TASK REQUIREMENTS: Whenever a line in the material below includes "BTreeMap", copy that line.

STORED DATA:
"""
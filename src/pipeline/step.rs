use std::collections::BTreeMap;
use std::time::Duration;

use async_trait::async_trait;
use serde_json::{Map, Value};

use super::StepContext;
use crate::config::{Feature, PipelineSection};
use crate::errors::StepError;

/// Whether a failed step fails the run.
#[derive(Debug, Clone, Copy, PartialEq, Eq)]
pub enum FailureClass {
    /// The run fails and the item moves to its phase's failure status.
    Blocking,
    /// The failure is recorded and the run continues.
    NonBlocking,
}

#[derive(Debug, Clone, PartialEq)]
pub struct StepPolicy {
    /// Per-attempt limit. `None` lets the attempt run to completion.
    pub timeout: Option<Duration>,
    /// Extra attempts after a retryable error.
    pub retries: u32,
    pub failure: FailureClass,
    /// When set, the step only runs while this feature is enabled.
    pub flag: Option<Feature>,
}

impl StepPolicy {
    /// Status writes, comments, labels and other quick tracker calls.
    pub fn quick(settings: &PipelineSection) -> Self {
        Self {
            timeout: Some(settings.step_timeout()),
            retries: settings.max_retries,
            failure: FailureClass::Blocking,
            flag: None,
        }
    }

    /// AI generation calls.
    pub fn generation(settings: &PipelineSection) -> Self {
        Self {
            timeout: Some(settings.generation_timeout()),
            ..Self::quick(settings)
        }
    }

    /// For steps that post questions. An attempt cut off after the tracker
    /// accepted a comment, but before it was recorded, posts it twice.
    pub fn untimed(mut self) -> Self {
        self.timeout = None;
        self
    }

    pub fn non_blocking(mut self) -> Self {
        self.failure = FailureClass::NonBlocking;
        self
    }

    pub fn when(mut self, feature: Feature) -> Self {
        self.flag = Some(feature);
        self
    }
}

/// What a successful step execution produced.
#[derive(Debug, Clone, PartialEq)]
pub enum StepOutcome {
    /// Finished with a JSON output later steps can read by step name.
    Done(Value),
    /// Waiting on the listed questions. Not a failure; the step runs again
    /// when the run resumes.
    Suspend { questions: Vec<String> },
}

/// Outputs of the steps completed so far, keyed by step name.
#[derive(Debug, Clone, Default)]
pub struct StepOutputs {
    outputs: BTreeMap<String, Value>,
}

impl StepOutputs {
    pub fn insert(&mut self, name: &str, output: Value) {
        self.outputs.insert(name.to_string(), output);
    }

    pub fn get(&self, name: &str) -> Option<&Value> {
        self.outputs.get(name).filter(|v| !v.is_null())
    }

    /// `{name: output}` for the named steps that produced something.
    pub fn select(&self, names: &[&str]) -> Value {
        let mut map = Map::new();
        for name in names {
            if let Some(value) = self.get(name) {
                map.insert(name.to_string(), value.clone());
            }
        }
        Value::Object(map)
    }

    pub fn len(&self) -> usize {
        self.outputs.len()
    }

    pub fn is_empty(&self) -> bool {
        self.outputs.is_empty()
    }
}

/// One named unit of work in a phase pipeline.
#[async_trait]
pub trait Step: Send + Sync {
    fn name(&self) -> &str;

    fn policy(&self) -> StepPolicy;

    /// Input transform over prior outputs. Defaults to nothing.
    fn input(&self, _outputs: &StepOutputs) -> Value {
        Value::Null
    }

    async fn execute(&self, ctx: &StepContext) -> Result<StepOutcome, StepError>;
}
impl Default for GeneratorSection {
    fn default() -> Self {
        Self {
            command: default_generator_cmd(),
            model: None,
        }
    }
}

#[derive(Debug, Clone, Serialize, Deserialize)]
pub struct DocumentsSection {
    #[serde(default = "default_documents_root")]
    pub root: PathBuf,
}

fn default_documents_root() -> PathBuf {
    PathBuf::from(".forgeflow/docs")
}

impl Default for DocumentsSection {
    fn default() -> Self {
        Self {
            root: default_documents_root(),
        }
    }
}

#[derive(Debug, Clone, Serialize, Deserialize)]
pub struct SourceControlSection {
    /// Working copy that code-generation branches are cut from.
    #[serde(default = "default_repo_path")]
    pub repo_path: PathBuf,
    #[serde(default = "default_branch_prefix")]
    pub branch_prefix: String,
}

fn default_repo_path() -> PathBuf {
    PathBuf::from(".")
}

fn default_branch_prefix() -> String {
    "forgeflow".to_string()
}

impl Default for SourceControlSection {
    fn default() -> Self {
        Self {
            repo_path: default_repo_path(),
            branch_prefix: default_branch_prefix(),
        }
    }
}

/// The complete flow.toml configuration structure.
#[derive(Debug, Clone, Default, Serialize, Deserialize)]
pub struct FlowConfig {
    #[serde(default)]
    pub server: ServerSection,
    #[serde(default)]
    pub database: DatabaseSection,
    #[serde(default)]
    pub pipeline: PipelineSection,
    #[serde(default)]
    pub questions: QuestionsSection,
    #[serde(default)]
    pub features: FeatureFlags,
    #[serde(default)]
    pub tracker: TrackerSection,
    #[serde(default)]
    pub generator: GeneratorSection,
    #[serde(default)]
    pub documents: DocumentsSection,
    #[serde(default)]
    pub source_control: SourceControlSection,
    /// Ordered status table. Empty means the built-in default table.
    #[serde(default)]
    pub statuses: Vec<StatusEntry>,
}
"""
"""
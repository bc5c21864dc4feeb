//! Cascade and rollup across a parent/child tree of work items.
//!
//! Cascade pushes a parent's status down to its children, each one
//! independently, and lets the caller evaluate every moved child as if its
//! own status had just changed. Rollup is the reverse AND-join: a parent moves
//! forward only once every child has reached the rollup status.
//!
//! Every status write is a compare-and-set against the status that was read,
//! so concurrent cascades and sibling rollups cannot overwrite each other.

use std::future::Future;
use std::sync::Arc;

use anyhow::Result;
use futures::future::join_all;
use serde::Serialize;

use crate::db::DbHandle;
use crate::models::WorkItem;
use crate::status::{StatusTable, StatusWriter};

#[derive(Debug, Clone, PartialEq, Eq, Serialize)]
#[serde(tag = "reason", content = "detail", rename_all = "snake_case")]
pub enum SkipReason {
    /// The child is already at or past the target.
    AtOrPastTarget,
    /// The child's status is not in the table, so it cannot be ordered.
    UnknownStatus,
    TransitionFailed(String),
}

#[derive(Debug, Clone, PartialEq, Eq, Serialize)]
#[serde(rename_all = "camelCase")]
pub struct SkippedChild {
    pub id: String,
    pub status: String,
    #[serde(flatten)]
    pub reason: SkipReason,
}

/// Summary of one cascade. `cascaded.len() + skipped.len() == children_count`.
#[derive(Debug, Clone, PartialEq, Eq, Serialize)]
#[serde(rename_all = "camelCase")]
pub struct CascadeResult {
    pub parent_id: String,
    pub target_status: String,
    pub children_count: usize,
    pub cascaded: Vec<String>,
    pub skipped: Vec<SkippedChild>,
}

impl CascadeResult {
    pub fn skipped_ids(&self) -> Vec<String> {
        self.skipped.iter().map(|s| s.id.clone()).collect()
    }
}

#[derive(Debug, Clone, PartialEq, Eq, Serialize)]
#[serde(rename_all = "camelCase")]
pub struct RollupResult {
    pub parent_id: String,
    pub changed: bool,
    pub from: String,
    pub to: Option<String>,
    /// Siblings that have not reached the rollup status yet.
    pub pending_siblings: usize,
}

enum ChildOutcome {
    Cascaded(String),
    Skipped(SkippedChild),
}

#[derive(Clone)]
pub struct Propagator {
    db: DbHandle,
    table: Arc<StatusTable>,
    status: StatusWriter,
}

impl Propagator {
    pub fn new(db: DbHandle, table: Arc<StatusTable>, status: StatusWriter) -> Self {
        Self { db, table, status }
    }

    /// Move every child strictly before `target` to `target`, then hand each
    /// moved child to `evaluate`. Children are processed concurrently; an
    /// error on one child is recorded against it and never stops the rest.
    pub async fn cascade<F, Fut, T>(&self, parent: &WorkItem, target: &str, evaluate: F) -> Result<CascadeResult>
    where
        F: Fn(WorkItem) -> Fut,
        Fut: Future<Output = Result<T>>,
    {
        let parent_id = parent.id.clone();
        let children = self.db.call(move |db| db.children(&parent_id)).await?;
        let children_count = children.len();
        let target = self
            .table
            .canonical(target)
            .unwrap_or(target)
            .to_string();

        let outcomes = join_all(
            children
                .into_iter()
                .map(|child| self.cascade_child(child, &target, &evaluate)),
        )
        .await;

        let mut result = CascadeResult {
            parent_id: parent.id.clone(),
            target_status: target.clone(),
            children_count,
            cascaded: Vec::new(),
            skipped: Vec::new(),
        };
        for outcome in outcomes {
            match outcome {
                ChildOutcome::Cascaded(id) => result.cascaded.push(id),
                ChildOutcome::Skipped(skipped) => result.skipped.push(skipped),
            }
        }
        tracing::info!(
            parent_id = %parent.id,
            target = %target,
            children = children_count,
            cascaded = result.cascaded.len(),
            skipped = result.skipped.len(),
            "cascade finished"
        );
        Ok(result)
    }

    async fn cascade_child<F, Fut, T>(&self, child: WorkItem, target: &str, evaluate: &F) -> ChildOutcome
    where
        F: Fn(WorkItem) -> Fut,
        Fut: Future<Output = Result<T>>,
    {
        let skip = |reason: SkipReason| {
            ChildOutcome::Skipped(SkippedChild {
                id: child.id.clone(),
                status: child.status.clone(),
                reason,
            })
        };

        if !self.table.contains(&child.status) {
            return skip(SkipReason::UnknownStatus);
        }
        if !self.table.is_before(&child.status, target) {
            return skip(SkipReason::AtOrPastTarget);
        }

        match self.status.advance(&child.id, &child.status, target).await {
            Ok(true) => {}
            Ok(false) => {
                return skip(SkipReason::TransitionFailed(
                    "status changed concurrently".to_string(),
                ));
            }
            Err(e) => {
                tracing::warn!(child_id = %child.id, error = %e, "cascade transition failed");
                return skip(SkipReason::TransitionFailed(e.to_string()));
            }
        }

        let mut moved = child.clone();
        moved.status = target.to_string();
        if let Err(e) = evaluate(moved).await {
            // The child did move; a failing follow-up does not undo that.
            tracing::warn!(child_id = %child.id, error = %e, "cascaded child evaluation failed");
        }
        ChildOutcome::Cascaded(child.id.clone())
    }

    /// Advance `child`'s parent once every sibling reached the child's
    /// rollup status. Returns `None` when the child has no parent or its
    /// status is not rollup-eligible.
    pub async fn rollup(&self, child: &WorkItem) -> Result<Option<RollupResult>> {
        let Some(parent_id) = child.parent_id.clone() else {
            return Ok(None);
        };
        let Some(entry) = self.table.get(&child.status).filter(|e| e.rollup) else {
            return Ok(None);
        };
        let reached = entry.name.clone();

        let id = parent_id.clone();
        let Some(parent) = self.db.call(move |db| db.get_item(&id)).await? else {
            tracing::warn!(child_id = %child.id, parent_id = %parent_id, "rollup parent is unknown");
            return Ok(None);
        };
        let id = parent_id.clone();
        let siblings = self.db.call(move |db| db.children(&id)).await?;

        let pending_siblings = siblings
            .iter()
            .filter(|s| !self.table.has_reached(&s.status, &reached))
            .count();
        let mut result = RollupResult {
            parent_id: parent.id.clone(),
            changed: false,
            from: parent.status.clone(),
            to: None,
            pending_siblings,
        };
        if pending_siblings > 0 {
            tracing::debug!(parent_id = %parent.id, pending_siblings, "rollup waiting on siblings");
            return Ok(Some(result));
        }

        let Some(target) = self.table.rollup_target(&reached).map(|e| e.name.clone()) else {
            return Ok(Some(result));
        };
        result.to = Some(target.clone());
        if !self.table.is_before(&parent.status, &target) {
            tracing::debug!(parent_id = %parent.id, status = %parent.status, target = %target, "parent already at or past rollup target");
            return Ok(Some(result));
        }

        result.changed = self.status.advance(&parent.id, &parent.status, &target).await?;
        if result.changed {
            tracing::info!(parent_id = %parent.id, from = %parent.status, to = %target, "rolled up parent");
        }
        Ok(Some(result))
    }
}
"""
"""
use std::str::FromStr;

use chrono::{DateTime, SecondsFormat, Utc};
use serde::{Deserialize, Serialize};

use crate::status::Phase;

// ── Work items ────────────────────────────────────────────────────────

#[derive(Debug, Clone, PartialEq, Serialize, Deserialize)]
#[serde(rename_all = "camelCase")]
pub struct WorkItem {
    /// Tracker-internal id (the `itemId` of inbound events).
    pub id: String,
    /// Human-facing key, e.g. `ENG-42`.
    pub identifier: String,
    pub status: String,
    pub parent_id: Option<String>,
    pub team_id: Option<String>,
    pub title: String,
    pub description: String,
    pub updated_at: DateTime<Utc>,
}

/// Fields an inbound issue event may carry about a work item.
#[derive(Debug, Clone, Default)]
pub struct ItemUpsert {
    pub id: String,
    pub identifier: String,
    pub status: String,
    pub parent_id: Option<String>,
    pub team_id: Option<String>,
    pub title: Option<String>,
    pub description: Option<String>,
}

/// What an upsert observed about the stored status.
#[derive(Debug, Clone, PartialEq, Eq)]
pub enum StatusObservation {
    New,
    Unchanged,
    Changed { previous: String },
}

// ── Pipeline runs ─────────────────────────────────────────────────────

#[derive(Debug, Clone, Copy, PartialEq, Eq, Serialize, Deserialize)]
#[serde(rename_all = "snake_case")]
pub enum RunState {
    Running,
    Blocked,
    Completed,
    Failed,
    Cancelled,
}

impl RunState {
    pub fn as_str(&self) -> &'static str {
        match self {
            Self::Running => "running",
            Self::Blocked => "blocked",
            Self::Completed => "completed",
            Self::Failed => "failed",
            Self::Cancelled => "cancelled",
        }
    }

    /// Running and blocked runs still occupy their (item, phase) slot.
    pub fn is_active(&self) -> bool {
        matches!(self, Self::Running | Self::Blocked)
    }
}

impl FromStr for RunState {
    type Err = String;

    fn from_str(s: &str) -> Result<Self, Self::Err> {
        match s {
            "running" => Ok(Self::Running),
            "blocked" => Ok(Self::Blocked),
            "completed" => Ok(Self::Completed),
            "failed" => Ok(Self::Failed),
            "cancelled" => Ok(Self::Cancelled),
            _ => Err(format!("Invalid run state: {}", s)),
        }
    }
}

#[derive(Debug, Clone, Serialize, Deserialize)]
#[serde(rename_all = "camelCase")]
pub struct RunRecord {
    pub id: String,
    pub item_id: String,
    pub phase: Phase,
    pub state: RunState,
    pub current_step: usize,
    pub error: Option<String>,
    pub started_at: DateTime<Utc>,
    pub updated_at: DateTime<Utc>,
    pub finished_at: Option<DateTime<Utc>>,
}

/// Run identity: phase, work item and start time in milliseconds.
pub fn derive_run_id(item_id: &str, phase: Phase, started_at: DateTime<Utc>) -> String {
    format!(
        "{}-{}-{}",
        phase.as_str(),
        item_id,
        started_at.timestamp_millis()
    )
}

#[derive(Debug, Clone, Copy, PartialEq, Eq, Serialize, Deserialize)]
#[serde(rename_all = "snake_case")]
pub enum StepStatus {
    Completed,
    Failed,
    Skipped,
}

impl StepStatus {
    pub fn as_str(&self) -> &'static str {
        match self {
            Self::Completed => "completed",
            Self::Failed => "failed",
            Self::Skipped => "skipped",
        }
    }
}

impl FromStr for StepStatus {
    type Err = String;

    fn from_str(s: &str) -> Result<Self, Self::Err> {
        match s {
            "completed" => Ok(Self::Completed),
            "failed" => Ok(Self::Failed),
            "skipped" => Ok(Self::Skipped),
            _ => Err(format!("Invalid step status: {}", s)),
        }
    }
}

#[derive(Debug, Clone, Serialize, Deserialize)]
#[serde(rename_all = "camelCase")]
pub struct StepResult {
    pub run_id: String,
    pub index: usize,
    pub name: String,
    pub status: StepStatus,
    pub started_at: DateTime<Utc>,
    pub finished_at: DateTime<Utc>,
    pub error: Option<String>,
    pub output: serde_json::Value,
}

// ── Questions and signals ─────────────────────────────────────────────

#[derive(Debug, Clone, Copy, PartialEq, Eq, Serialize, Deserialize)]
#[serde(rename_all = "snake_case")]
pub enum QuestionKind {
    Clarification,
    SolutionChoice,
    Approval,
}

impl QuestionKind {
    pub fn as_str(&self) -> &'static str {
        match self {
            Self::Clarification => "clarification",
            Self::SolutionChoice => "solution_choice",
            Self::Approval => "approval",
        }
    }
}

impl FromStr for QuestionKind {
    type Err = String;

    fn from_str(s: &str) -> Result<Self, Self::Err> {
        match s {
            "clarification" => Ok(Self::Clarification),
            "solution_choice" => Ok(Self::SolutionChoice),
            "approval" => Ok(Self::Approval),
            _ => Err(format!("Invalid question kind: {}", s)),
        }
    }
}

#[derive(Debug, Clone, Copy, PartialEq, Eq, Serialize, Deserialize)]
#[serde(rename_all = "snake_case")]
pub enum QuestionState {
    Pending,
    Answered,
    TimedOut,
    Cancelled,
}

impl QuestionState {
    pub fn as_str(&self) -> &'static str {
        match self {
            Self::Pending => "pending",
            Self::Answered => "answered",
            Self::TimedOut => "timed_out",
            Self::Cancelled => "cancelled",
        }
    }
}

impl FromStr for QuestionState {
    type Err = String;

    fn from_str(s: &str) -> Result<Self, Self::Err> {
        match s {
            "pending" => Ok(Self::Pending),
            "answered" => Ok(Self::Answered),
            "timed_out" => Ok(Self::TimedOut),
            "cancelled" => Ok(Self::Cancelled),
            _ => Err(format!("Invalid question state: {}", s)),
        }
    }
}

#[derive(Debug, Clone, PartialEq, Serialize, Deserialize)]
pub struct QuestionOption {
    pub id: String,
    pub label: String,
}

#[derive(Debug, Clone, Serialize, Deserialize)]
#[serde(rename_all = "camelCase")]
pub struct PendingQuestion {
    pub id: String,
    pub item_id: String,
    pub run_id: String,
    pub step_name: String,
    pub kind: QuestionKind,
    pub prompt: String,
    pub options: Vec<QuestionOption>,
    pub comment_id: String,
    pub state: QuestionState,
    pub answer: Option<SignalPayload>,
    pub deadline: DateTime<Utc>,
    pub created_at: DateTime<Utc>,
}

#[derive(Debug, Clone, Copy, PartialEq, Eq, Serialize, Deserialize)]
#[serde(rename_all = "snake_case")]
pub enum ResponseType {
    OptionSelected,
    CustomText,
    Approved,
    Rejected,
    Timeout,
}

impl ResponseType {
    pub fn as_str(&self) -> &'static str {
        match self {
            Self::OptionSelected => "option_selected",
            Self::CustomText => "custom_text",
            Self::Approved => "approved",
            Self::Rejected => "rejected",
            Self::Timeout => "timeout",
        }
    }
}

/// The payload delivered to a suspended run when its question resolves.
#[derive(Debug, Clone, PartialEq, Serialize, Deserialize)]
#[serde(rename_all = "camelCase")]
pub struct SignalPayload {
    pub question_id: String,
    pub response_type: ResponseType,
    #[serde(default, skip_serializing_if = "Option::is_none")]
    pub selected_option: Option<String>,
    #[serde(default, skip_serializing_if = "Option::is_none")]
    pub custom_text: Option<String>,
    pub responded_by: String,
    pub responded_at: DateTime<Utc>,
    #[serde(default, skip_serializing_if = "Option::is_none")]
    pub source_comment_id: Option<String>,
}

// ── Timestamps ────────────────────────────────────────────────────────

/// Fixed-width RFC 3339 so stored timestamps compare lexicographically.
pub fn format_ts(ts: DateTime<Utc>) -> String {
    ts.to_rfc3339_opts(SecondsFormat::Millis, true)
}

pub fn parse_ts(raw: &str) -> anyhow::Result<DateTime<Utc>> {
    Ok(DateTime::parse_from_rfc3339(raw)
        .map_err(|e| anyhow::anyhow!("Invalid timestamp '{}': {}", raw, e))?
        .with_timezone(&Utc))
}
"""
RESULT OF THE EXERCISE:
use std::collections::BTreeMap;
    outputs: BTreeMap<String, Value>,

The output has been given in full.